Work instruction — Beginning with the first line of the data below, set down each line exactly through the line that contains "if let Some(line)".

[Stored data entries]
//! Gyro sources for the host: a board streaming over a serial port, or a
//! recorded CSV log.

use std::cell::Cell;
use std::io::Read;

use attitude::GyroSource;
use csv::{DeserializeRecordsIntoIter, ReaderBuilder, Trim};
use serde::Deserialize;

#[derive(Debug, thiserror::Error)]
pub enum SourceError {
    #[error("serial read failed: {0}")]
    Serial(#[from] std::io::Error),

    #[error("malformed sample line {0:?}")]
    Malformed(String),

    #[error("replay log unreadable: {0}")]
    Csv(#[from] csv::Error),

    #[error("sample stream ended")]
    Exhausted,
}

/// Parse one `gx,gy,gz` line of integer milli-degrees per second.
pub fn parse_triple(line: &str) -> Result<[i32; 3], SourceError> {
    let malformed = || SourceError::Malformed(line.to_string());

    let mut fields = line.split(',').map(|field| field.trim().parse::<i32>());
    let mut triple = [0; 3];
    for axis in triple.iter_mut() {
        *axis = fields.next().ok_or_else(malformed)?.map_err(|_| malformed())?;
    }
    if fields.next().is_some() {
        return Err(malformed());
    }
    Ok(triple)
}

/// Longest run of bytes accepted without a line break.
const MAX_PENDING: usize = 4096;

/// Board firmware printing one `gx,gy,gz` line per sample.
///
/// Lines that queued up since the last read are skipped; only the newest
/// complete one is returned.
pub struct SerialGyro<R> {
    port: R,
    pending: String,
}

impl<R: Read> SerialGyro<R> {
    pub fn new(port: R) -> Self {
        SerialGyro {
            port,
            pending: String::new(),
        }
    }
}

impl<R: Read> GyroSource for SerialGyro<R> {
    type Error = SourceError;

    fn read_xyz(&mut self) -> Result<[i32; 3], SourceError> {
        loop {
            if let Some(end) = self.pending.rfind('\n') {
                let complete: String = self.pending.drain(..=end).collect();
                if let Some(line) = complete.lines().map(str::trim).filter(|l| !l.is_empty()).last() {
                    return parse_triple(line);
                }
            }

            let mut chunk = [0u8; 512];
            let bytes_read = self.port.read(&mut chunk)?;
            if bytes_read == 0 {
                return Err(SourceError::Exhausted);
            }
            self.pending.push_str(&String::from_utf8_lossy(&chunk[..bytes_read]));

            if self.pending.len() > MAX_PENDING && !self.pending.contains('\n') {
                let head: String = self.pending.chars().take(32).collect();
                self.pending.clear();
                return Err(SourceError::Malformed(head));
            }
        }
    }
}

/// One row of a replay log.
#[derive(Debug, Clone, Copy, PartialEq, Deserialize)]
pub struct ReplayRecord {
    pub time_us: u64,
    pub gx: i32,
    pub gy: i32,
    pub gz: i32,
}

/// Replays a `time_us,gx,gy,gz` CSV log.
///
/// Each read publishes the row's timestamp to `clock`, which the integrator's
/// [`ManualClock`](attitude::ManualClock) reads, so time steps follow the
/// recording rather than the host.
pub struct ReplayGyro<'a, R> {
    records: DeserializeRecordsIntoIter<R, ReplayRecord>,
    clock: &'a Cell<u64>,
}

impl<'a, R: Read> ReplayGyro<'a, R> {
    pub fn new(reader: R, clock: &'a Cell<u64>) -> Self {
        let records = ReaderBuilder::new()
            .has_headers(true)
            .trim(Trim::All)
            .from_reader(reader)
            .into_deserialize();
        ReplayGyro { records, clock }
    }
}

impl<R: Read> GyroSource for ReplayGyro<'_, R> {
    type Error = SourceError;

    fn read_xyz(&mut self) -> Result<[i32; 3], SourceError> {
        let record = self.records.next().ok_or(SourceError::Exhausted)??;
        self.clock.set(record.time_us);
        Ok([record.gx, record.gy, record.gz])
    }
}

#[cfg(test)]
mod tests {
    use super::*;

    #[test]
    fn test_parse_triple() {
        assert_eq!(parse_triple("1200,-35,0").unwrap(), [1200, -35, 0]);
        assert_eq!(parse_triple(" 7 , 8 , 9 ").unwrap(), [7, 8, 9]);
    }

    #[test]
    fn test_parse_triple_rejects_garbage() {
        assert!(matches!(parse_triple("1,2"), Err(SourceError::Malformed(_))));
        assert!(matches!(parse_triple("1,2,3,4"), Err(SourceError::Malformed(_))));
        assert!(matches!(parse_triple("1,x,3"), Err(SourceError::Malformed(_))));
        assert!(matches!(parse_triple("1.5,2,3"), Err(SourceError::Malformed(_))));
    }

    #[test]
    fn test_serial_returns_newest_line() {
        let stream: &[u8] = b"1,2,3\n4,5,6\n7,8";
        let mut gyro = SerialGyro::new(stream);
        assert_eq!(gyro.read_xyz().unwrap(), [4, 5, 6]);
        assert_eq!(gyro.pending, "7,8");
        // Stream closes with a partial line pending
        assert!(matches!(gyro.read_xyz(), Err(SourceError::Exhausted)));
    }

    #[test]
    fn test_serial_skips_blank_lines() {
        let stream: &[u8] = b"\r\n10,20,30\r\n\r\n";
        let mut gyro = SerialGyro::new(stream);
        assert_eq!(gyro.read_xyz().unwrap(), [10, 20, 30]);
    }

    #[test]
    fn test_serial_drops_runaway_line() {
        let mut stream = vec![b'7'; MAX_PENDING * 2];
        stream.extend_from_slice(b"\n1,2,3\n");
        let mut gyro = SerialGyro::new(stream.as_slice());

        assert!(matches!(gyro.read_xyz(), Err(SourceError::Malformed(_))));
        assert!(gyro.pending.is_empty());
        // The stream recovers at the next line break
        assert_eq!(gyro.read_xyz().unwrap(), [1, 2, 3]);
    }

    #[test]
    fn test_replay_publishes_timestamps() {
        let log = "time_us, gx, gy, gz\n0, 0, 0, 0\n10000, 573000, 0, 0\n";
        let clock = Cell::new(0);
        let mut gyro = ReplayGyro::new(log.as_bytes(), &clock);

        assert_eq!(gyro.read_xyz().unwrap(), [0, 0, 0]);
        assert_eq!(clock.get(), 0);
        assert_eq!(gyro.read_xyz().unwrap(), [573_000, 0, 0]);
        assert_eq!(clock.get(), 10_000);
        assert!(matches!(gyro.read_xyz(), Err(SourceError::Exhausted)));
    }

    #[test]
    fn test_replay_bad_row() {
        let log = "time_us,gx,gy,gz\nlater,1,2,3\n";
        let clock = Cell::new(0);
        let mut gyro = ReplayGyro::new(log.as_bytes(), &clock);
        assert!(matches!(gyro.read_xyz(), Err(SourceError::Csv(_))));
    }
}
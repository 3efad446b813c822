use std::fs::File;
use std::io::{self, Write};

use attitude::{Attitude, AttitudeSink};
use chrono::Local;
use csv::Writer;
use log::warn;

/// Both gauges cover -90..=90 degrees.
const GAUGE_RANGE: f32 = 90.0;
const GAUGE_WIDTH: usize = 41;

/// Horizontal gauge with the zero mark in the middle, e.g. `[----|##--]`.
pub fn gauge(value: f32, width: usize) -> String {
    let half = width / 2;
    let clamped = value.clamp(-GAUGE_RANGE, GAUGE_RANGE);
    let offset = (clamped / GAUGE_RANGE * half as f32).round() as isize;
    let marker = (half as isize + offset) as usize;
    let (low, high) = if marker < half { (marker, half) } else { (half, marker) };

    let mut bar = String::with_capacity(width + 2);
    bar.push('[');
    for i in 0..width {
        bar.push(if i == half {
            '|'
        } else if i >= low && i <= high {
            '#'
        } else {
            '-'
        });
    }
    bar.push(']');
    bar
}

/// Redraws pitch and roll in place on an ANSI terminal.
pub struct TerminalSink<W: Write> {
    out: W,
}

impl TerminalSink<io::Stdout> {
    pub fn stdout() -> Self {
        Self::new(io::stdout())
    }
}

impl<W: Write> TerminalSink<W> {
    pub fn new(mut out: W) -> Self {
        // Clear screen, home cursor
        if let Err(err) = write!(out, "\x1B[2J\x1B[H") {
            warn!("Failed to clear terminal: {:?}", err);
        }
        TerminalSink { out }
    }
}

impl<W: Write> AttitudeSink for TerminalSink<W> {
    fn show(&mut self, attitude: Attitude) {
        let pitch_position_code = "\x1B[2;5H"; // Row 2, Column 5
        let roll_position_code = "\x1B[4;5H"; // Row 4, Column 5
        let drawn = write!(
            self.out,
            "{}Pitch: {:>7.2} deg {}\x1B[K{}Roll:  {:>7.2} deg {}\x1B[K",
            pitch_position_code,
            attitude.pitch,
            gauge(attitude.pitch, GAUGE_WIDTH),
            roll_position_code,
            attitude.roll,
            gauge(attitude.roll, GAUGE_WIDTH),
        )
        .and_then(|_| self.out.flush());
        if let Err(err) = drawn {
            warn!("Failed to draw attitude: {:?}", err);
        }
    }
}

/// Writes every attitude it is shown as a `pitch_deg,roll_deg` CSV row.
pub struct CsvRecorder<W: Write> {
    writer: Writer<W>,
}

impl CsvRecorder<File> {
    /// Record to `<local time>.csv` in the working directory.
    pub fn create() -> anyhow::Result<(Self, String)> {
        let timestamp = Local::now().format("%Y-%m-%d_%H-%M-%S").to_string();
        let file_name = format!("{}.csv", timestamp);
        let file = File::create(&file_name)?;
        Ok((Self::from_writer(file)?, file_name))
    }
}

impl<W: Write> CsvRecorder<W> {
    pub fn from_writer(out: W) -> csv::Result<Self> {
        let mut writer = Writer::from_writer(out);
        writer.write_record(["pitch_deg", "roll_deg"])?;
        Ok(CsvRecorder { writer })
    }

    pub fn into_inner(self) -> anyhow::Result<W> {
        self.writer
            .into_inner()
            .map_err(|err| anyhow::anyhow!("Failed to flush CSV writer: {}", err.error()))
    }
}

impl<W: Write> AttitudeSink for CsvRecorder<W> {
    fn show(&mut self, attitude: Attitude) {
        let record = [
            format!("{:.3}", attitude.pitch),
            format!("{:.3}", attitude.roll),
        ];
        self.writer.write_record(&record).unwrap_or_else(|err| {
            warn!("Failed to write record to CSV: {:?}", err);
        });
        self.writer.flush().unwrap_or_else(|err| {
            warn!("Failed to flush CSV writer: {:?}", err);
        });
    }
}
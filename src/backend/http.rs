use async_trait::async_trait;
use reqwest::{Client, Method, RequestBuilder, StatusCode};
use serde::de::DeserializeOwned;
use tracing::{debug, error};

use super::{Backend, BackendError, BackendResult};
use crate::auth::session::Session;
use crate::model::attendance::{
    AttendanceData, BulkAttendance, ChangeSheetWorker, ProcessPaymentRequest, ProcessResponse,
};
use crate::model::organization::{Organization, UserProfile};
use crate::model::project::{CreateProject, Project, ProjectStatus};
use crate::model::sheet::{CreateSheetUpstream, MonthKey, SheetMeta};
use crate::model::worker::{CreateWorker, Worker};
use crate::models::{SignInRequest, SignInResponse};

/// JSON-over-HTTP client for the real backend.
pub struct HttpBackend {
    client: Client,
    base_url: String,
}

impl HttpBackend {
    pub fn new(base_url: &str) -> Self {
        HttpBackend {
            client: Client::new(),
            base_url: base_url.trim_end_matches('/').to_string(),
        }
    }

    fn request(&self, method: Method, path: &str) -> RequestBuilder {
        let url = format!("{}{}", self.base_url, path);
        debug!(%method, %url, "Backend request");
        self.client.request(method, url)
    }

    fn authed(&self, method: Method, path: &str, session: &Session) -> RequestBuilder {
        self.request(method, path).bearer_auth(&session.token)
    }

    async fn send(&self, req: RequestBuilder) -> BackendResult<reqwest::Response> {
        let resp = req.send().await.map_err(|e| {
            error!(error = %e, "Backend unreachable");
            BackendError::Transport(e)
        })?;

        let status = resp.status();
        if status.is_success() {
            return Ok(resp);
        }

        let body = resp.text().await.unwrap_or_default();
        error!(status = status.as_u16(), %body, "Backend returned an error");
        Err(match status {
            StatusCode::UNAUTHORIZED | StatusCode::FORBIDDEN => BackendError::Unauthorized,
            StatusCode::NOT_FOUND => BackendError::NotFound(body),
            _ => BackendError::Status {
                status: status.as_u16(),
                body,
            },
        })
    }

    async fn fetch<T: DeserializeOwned>(&self, req: RequestBuilder) -> BackendResult<T> {
        self.send(req)
            .await?
            .json::<T>()
            .await
            .map_err(|e| BackendError::Decode(e.to_string()))
    }
}

#[async_trait]
impl Backend for HttpBackend {
    async fn sign_in(&self, credentials: &SignInRequest) -> BackendResult<SignInResponse> {
        self.fetch(self.request(Method::POST, "/auth/signin").json(credentials))
            .await
    }

    async fn current_user(&self, session: &Session) -> BackendResult<UserProfile> {
        self.fetch(self.authed(Method::GET, "/users/me", session)).await
    }

    async fn organization(&self, session: &Session, org_id: &str) -> BackendResult<Organization> {
        self.fetch(self.authed(Method::GET, &format!("/orgs/{org_id}"), session))
            .await
    }

    async fn list_projects(
        &self,
        session: &Session,
        org_id: &str,
        status: Option<ProjectStatus>,
    ) -> BackendResult<Vec<Project>> {
        let mut req = self.authed(Method::GET, &format!("/orgs/{org_id}/projects"), session);
        if let Some(status) = status {
            req = req.query(&[("status", status.to_string())]);
        }
        self.fetch(req).await
    }

    async fn project(&self, session: &Session, org_id: &str, project_id: &str) -> BackendResult<Project> {
        self.fetch(self.authed(
            Method::GET,
            &format!("/orgs/{org_id}/projects/{project_id}"),
            session,
        ))
        .await
    }

    async fn create_project(
        &self,
        session: &Session,
        org_id: &str,
        project: &CreateProject,
    ) -> BackendResult<Project> {
        self.fetch(
            self.authed(Method::POST, &format!("/orgs/{org_id}/projects"), session)
                .json(project),
        )
        .await
    }

    async fn list_workers(&self, session: &Session, org_id: &str) -> BackendResult<Vec<Worker>> {
        self.fetch(
            self.authed(Method::GET, "/workers", session)
                .query(&[("orgId", org_id)]),
        )
        .await
    }

    async fn create_worker(&self, session: &Session, worker: &CreateWorker) -> BackendResult<Worker> {
        self.fetch(self.authed(Method::POST, "/workers", session).json(worker))
            .await
    }

    async fn list_sheets(&self, session: &Session, project_id: &str) -> BackendResult<Vec<SheetMeta>> {
        self.fetch(self.authed(
            Method::GET,
            &format!("/attendances/tender/{project_id}"),
            session,
        ))
        .await
    }

    async fn create_sheet(&self, session: &Session, sheet: &CreateSheetUpstream) -> BackendResult<SheetMeta> {
        self.fetch(self.authed(Method::POST, "/attendances/", session).json(sheet))
            .await
    }

    async fn attendance(
        &self,
        session: &Session,
        project_id: &str,
        month: MonthKey,
    ) -> BackendResult<AttendanceData> {
        self.fetch(self.authed(
            Method::GET,
            &format!("/attendances/tender/{project_id}/{month}"),
            session,
        ))
        .await
    }

    async fn save_attendance(
        &self,
        session: &Session,
        sheet_id: &str,
        bulk: &BulkAttendance,
    ) -> BackendResult<()> {
        self.send(
            self.authed(Method::POST, &format!("/attendances/{sheet_id}/bulk"), session)
                .json(bulk),
        )
        .await
        .map(|_| ())
    }

    async fn remove_sheet_worker(&self, session: &Session, sheet_id: &str, worker_id: &str) -> BackendResult<()> {
        self.send(self.authed(
            Method::DELETE,
            &format!("/attendances/{sheet_id}/workers/{worker_id}"),
            session,
        ))
        .await
        .map(|_| ())
    }

    async fn change_sheet_worker(
        &self,
        session: &Session,
        sheet_id: &str,
        worker_id: &str,
        new_worker_id: &str,
    ) -> BackendResult<()> {
        let body = ChangeSheetWorker {
            new_worker_id: new_worker_id.to_string(),
        };
        self.send(
            self.authed(
                Method::PUT,
                &format!("/attendances/{sheet_id}/workers/{worker_id}"),
                session,
            )
            .json(&body),
        )
        .await
        .map(|_| ())
    }

    async fn process_payment(
        &self,
        session: &Session,
        event_name: &str,
        sheet_id: &str,
    ) -> BackendResult<ProcessResponse> {
        let body = ProcessPaymentRequest {
            event_name: event_name.to_string(),
            sheet_id: sheet_id.to_string(),
        };
        self.fetch(self.authed(Method::POST, "/external/process", session).json(&body))
            .await
    }
}

#[cfg(test)]
mod tests {
    use actix_web::dev::ServerHandle;
    use actix_web::http::StatusCode;
    use actix_web::{App, HttpRequest, HttpResponse, HttpServer, web};
    use serde_json::json;

    use super::*;

    fn session() -> Session {
        Session {
            token: "t-1".to_string(),
            org_id: Some("org-gs".to_string()),
        }
    }

    async fn organization(req: HttpRequest, path: web::Path<String>) -> HttpResponse {
        let bearer = req
            .headers()
            .get("Authorization")
            .and_then(|v| v.to_str().ok());
        if bearer != Some("Bearer t-1") {
            return HttpResponse::Unauthorized().finish();
        }
        match path.as_str() {
            "org-gs" => HttpResponse::Ok().json(json!({"id": "org-gs", "name": "M/S G.S. CONSTRUCTION"})),
            "locked" => HttpResponse::Forbidden().finish(),
            _ => HttpResponse::Ok().content_type("application/json").body("{\"id\": 42"),
        }
    }

    /// Upstream stand-in on an ephemeral port; stop it through the handle.
    fn upstream() -> (HttpBackend, ServerHandle) {
        let server = HttpServer::new(|| {
            App::new()
                .route("/orgs/{org_id}", web::get().to(organization))
                .route(
                    "/orgs/{org_id}/projects/{project_id}",
                    web::get().to(|| async { HttpResponse::NotFound().body("Project p-9") }),
                )
                .route(
                    "/workers",
                    web::get().to(|| async { HttpResponse::InternalServerError().body("boom") }),
                )
                .route(
                    "/attendances/{sheet_id}/workers/{worker_id}",
                    web::delete().to(|| async { HttpResponse::NoContent().finish() }),
                )
        })
        .workers(1)
        .bind(("127.0.0.1", 0))
        .unwrap();
        let addr = server.addrs()[0];
        let server = server.run();
        let handle = server.handle();
        actix_web::rt::spawn(server);
        (HttpBackend::new(&format!("http://{addr}/")), handle)
    }

    #[actix_web::test]
    async fn decodes_a_successful_response() {
        let (backend, server) = upstream();
        let org = backend.organization(&session(), "org-gs").await.unwrap();
        assert_eq!(org.name, "M/S G.S. CONSTRUCTION");
        assert!(org.available_roles.is_empty());

        backend
            .remove_sheet_worker(&session(), "sheet-1", "w-1")
            .await
            .unwrap();
        server.stop(false).await;
    }

    #[actix_web::test]
    async fn rejected_sessions_are_unauthorized() {
        let (backend, server) = upstream();
        let stranger = Session {
            token: "other".to_string(),
            org_id: None,
        };
        let err = backend.organization(&stranger, "org-gs").await.unwrap_err();
        assert!(matches!(err, BackendError::Unauthorized));
        assert_eq!(err.status_code(), StatusCode::UNAUTHORIZED);

        let err = backend.organization(&session(), "locked").await.unwrap_err();
        assert!(matches!(err, BackendError::Unauthorized));
        server.stop(false).await;
    }

    #[actix_web::test]
    async fn not_found_keeps_the_upstream_body() {
        let (backend, server) = upstream();
        let err = backend.project(&session(), "org-gs", "p-9").await.unwrap_err();
        assert!(matches!(&err, BackendError::NotFound(body) if body == "Project p-9"));
        assert_eq!(err.status_code(), StatusCode::NOT_FOUND);
        server.stop(false).await;
    }

    #[actix_web::test]
    async fn other_statuses_become_bad_gateway() {
        let (backend, server) = upstream();
        let err = backend.list_workers(&session(), "org-gs").await.unwrap_err();
        assert!(matches!(&err, BackendError::Status { status: 500, body } if body == "boom"));
        assert_eq!(err.status_code(), StatusCode::BAD_GATEWAY);
        server.stop(false).await;
    }

    #[actix_web::test]
    async fn unreadable_body_is_a_decode_error() {
        let (backend, server) = upstream();
        let err = backend.organization(&session(), "garbled").await.unwrap_err();
        assert!(matches!(err, BackendError::Decode(_)));
        assert_eq!(err.status_code(), StatusCode::BAD_GATEWAY);
        server.stop(false).await;
    }

    #[actix_web::test]
    async fn unreachable_backend_is_a_transport_error() {
        let (backend, server) = upstream();
        server.stop(false).await;
        let err = backend.organization(&session(), "org-gs").await.unwrap_err();
        assert!(matches!(err, BackendError::Transport(_)));
        assert_eq!(err.status_code(), StatusCode::BAD_GATEWAY);
    }
}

Exercise output —
//! Gyro sources for the host: a board streaming over a serial port, or a
//! recorded CSV log.

use std::cell::Cell;
use std::io::Read;

use attitude::GyroSource;
use csv::{DeserializeRecordsIntoIter, ReaderBuilder, Trim};
use serde::Deserialize;

#[derive(Debug, thiserror::Error)]
pub enum SourceError {
    #[error("serial read failed: {0}")]
    Serial(#[from] std::io::Error),

    #[error("malformed sample line {0:?}")]
    Malformed(String),

    #[error("replay log unreadable: {0}")]
    Csv(#[from] csv::Error),

    #[error("sample stream ended")]
    Exhausted,
}

/// Parse one `gx,gy,gz` line of integer milli-degrees per second.
pub fn parse_triple(line: &str) -> Result<[i32; 3], SourceError> {
    let malformed = || SourceError::Malformed(line.to_string());

    let mut fields = line.split(',').map(|field| field.trim().parse::<i32>());
    let mut triple = [0; 3];
    for axis in triple.iter_mut() {
        *axis = fields.next().ok_or_else(malformed)?.map_err(|_| malformed())?;
    }
    if fields.next().is_some() {
        return Err(malformed());
    }
    Ok(triple)
}

/// Longest run of bytes accepted without a line break.
const MAX_PENDING: usize = 4096;

/// Board firmware printing one `gx,gy,gz` line per sample.
///
/// Lines that queued up since the last read are skipped; only the newest
/// complete one is returned.
pub struct SerialGyro<R> {
    port: R,
    pending: String,
}

impl<R: Read> SerialGyro<R> {
    pub fn new(port: R) -> Self {
        SerialGyro {
            port,
            pending: String::new(),
        }
    }
}

impl<R: Read> GyroSource for SerialGyro<R> {
    type Error = SourceError;

    fn read_xyz(&mut self) -> Result<[i32; 3], SourceError> {
        loop {
            if let Some(end) = self.pending.rfind('\n') {
                let complete: String = self.pending.drain(..=end).collect();
                if let Some(line) = complete.lines().map(str::trim).filter(|l| !l.is_empty()).last() {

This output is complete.